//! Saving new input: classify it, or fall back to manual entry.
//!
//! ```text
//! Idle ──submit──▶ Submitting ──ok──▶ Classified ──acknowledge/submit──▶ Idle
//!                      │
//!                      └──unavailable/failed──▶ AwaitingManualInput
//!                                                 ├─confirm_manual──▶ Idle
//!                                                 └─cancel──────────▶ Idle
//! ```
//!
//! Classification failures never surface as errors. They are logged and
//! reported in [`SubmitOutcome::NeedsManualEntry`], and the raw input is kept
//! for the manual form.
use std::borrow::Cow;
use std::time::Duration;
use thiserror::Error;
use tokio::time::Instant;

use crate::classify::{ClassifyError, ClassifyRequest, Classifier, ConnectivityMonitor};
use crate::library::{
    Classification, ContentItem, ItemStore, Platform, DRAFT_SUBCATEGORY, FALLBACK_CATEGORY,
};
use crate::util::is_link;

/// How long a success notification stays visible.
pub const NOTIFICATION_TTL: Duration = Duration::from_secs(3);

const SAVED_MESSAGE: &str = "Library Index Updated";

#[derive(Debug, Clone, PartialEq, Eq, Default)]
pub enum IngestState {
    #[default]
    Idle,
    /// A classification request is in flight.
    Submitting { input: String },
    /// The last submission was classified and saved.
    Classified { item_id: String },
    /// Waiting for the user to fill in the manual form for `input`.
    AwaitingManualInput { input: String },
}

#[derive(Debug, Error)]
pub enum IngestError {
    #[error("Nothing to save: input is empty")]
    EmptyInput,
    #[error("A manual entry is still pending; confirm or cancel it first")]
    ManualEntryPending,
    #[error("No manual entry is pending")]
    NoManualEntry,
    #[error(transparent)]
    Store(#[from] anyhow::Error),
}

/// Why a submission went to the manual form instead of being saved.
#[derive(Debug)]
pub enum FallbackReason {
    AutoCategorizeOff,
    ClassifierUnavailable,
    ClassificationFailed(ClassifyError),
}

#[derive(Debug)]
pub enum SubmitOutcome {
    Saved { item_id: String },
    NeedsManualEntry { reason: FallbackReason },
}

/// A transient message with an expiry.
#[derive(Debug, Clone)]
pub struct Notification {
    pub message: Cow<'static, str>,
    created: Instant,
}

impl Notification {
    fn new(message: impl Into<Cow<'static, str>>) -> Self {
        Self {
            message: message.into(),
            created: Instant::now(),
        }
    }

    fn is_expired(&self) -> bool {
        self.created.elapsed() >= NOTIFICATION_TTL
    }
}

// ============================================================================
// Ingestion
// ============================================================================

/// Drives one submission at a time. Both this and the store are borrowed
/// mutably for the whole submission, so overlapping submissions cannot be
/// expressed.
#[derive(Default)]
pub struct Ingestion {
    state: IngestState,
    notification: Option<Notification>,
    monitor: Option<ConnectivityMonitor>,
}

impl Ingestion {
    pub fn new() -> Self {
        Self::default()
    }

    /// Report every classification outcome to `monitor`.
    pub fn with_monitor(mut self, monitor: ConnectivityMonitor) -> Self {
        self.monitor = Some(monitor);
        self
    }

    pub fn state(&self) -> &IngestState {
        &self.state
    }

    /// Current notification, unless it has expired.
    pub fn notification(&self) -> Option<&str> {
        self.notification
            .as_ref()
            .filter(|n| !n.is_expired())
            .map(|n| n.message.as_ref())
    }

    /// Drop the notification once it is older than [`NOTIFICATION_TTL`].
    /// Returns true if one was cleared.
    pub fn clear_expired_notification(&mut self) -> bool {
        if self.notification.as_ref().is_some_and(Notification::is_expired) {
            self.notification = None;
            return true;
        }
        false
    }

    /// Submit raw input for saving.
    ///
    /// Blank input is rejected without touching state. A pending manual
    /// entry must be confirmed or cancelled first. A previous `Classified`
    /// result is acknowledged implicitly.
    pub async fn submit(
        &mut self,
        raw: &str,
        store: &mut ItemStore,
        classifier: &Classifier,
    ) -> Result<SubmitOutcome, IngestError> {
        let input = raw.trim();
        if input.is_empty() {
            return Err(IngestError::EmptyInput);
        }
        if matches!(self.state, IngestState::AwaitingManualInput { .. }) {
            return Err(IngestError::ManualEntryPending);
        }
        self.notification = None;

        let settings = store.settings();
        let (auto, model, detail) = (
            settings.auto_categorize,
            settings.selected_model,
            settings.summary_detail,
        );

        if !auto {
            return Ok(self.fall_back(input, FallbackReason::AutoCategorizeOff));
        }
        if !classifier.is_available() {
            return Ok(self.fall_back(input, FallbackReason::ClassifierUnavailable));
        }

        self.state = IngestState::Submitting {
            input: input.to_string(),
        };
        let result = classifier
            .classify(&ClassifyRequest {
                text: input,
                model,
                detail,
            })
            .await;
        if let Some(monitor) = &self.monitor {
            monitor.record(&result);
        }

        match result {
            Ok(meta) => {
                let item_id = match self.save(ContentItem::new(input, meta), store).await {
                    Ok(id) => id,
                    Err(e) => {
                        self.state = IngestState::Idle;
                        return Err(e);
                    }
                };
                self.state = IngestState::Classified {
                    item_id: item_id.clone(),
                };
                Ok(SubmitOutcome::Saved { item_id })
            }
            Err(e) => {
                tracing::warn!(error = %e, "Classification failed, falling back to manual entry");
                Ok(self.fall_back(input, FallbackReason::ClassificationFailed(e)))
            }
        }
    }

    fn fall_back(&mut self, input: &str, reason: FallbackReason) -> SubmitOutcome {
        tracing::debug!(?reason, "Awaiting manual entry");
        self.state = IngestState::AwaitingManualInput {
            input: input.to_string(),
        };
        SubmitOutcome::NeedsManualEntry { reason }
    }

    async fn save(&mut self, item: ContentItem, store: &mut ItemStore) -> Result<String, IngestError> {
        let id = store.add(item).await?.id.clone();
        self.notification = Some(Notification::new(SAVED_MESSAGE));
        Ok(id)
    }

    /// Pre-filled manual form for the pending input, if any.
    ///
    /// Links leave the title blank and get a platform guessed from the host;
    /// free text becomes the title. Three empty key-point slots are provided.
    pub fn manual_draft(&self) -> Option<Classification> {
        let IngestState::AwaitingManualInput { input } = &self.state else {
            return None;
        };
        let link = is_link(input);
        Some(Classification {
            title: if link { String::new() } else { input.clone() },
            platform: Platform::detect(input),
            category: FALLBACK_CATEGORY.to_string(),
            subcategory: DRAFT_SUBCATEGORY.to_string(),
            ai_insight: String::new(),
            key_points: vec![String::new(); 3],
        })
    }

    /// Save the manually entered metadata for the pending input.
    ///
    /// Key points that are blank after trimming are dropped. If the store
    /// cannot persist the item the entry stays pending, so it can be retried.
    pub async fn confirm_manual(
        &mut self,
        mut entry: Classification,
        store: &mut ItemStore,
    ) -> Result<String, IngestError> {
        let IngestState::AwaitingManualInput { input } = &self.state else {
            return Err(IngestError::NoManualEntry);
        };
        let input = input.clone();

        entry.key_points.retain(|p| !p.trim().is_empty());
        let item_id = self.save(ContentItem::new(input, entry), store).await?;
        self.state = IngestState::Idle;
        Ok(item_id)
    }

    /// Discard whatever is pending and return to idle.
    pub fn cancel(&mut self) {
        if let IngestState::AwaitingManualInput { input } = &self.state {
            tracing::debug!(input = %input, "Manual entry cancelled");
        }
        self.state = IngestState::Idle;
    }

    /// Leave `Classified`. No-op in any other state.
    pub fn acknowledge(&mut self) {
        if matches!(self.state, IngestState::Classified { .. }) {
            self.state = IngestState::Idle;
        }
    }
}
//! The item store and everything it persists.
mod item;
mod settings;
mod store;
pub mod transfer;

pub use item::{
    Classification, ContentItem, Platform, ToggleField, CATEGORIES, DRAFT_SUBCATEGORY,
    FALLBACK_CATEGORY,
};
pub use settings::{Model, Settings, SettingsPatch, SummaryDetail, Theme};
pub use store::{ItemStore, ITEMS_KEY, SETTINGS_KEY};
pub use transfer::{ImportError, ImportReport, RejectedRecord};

--------------------------------------------------

▶ [Work request] Nothing but the lines holding the word "time" should be returned from the listing above.

▶ [Reply to the task]
use std::time::Duration;
use tokio::time::Instant;
/// Drives one submission at a time. Both this and the store are borrowed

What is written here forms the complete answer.